Please write the following entries out once more, exactly.

[Stored data entries]

Start of Block

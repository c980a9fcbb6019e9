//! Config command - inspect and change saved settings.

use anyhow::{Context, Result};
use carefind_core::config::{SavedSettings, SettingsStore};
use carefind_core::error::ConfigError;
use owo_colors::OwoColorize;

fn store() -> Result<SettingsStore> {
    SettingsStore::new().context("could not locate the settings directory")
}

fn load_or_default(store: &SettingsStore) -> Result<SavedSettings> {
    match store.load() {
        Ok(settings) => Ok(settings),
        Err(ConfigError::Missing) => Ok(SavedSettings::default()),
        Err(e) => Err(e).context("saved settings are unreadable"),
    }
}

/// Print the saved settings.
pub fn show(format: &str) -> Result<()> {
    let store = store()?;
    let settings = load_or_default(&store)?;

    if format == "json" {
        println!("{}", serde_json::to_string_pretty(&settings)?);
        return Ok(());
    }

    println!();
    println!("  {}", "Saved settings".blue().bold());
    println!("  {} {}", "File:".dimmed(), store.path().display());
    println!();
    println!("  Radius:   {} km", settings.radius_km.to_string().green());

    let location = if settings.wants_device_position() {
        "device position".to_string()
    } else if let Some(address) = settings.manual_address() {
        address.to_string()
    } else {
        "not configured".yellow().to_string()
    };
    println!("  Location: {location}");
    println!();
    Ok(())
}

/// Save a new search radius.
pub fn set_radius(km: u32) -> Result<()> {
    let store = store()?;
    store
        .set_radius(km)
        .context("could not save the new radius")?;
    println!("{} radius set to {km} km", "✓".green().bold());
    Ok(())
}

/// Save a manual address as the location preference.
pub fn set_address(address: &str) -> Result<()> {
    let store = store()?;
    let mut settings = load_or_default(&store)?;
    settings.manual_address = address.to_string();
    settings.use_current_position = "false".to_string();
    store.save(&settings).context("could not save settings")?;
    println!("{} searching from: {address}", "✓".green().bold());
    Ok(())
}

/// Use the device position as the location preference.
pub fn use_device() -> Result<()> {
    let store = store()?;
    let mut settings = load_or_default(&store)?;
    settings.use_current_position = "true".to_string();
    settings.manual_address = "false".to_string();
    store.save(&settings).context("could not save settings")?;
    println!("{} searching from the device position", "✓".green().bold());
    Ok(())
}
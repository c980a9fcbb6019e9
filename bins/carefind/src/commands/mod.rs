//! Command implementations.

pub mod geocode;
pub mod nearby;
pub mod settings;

End of Block

#### EXPECTED ANSWER
repository c980a9fcbb6019e9
//! Config command - inspect and change saved settings.

use anyhow::{Context, Result};
use carefind_core::config::{SavedSettings, SettingsStore};
use carefind_core::error::ConfigError;
use owo_colors::OwoColorize;

fn store() -> Result<SettingsStore> {
    SettingsStore::new().context("could not locate the settings directory")
}

fn load_or_default(store: &SettingsStore) -> Result<SavedSettings> {
    match store.load() {
        Ok(settings) => Ok(settings),
        Err(ConfigError::Missing) => Ok(SavedSettings::default()),
        Err(e) => Err(e).context("saved settings are unreadable"),
    }
}

/// Print the saved settings.
pub fn show(format: &str) -> Result<()> {
    let store = store()?;
    let settings = load_or_default(&store)?;

    if format == "json" {
        println!("{}", serde_json::to_string_pretty(&settings)?);
        return Ok(());
    }

    println!();
    println!("  {}", "Saved settings".blue().bold());
    println!("  {} {}", "File:".dimmed(), store.path().display());
    println!();
    println!("  Radius:   {} km", settings.radius_km.to_string().green());

    let location = if settings.wants_device_position() {
        "device position".to_string()
    } else if let Some(address) = settings.manual_address() {
        address.to_string()
    } else {
        "not configured".yellow().to_string()
    };
    println!("  Location: {location}");
    println!();
    Ok(())
}

/// Save a new search radius.
pub fn set_radius(km: u32) -> Result<()> {
    let store = store()?;
    store
        .set_radius(km)
        .context("could not save the new radius")?;
    println!("{} radius set to {km} km", "✓".green().bold());
    Ok(())
}

/// Save a manual address as the location preference.
pub fn set_address(address: &str) -> Result<()> {
    let store = store()?;
    let mut settings = load_or_default(&store)?;
    settings.manual_address = address.to_string();
    settings.use_current_position = "false".to_string();
    store.save(&settings).context("could not save settings")?;
    println!("{} searching from: {address}", "✓".green().bold());
    Ok(())
}

/// Use the device position as the location preference.
pub fn use_device() -> Result<()> {
    let store = store()?;
    let mut settings = load_or_default(&store)?;
    settings.use_current_position = "true".to_string();
    settings.manual_address = "false".to_string();
    store.save(&settings).context("could not save settings")?;
    println!("{} searching from the device position", "✓".green().bold());
    Ok(())
}
repository c980a9fcbb6019e9
filename bins/carefind/src/commands/mod.rs
//! Command implementations.

pub mod geocode;
pub mod nearby;
pub mod settings;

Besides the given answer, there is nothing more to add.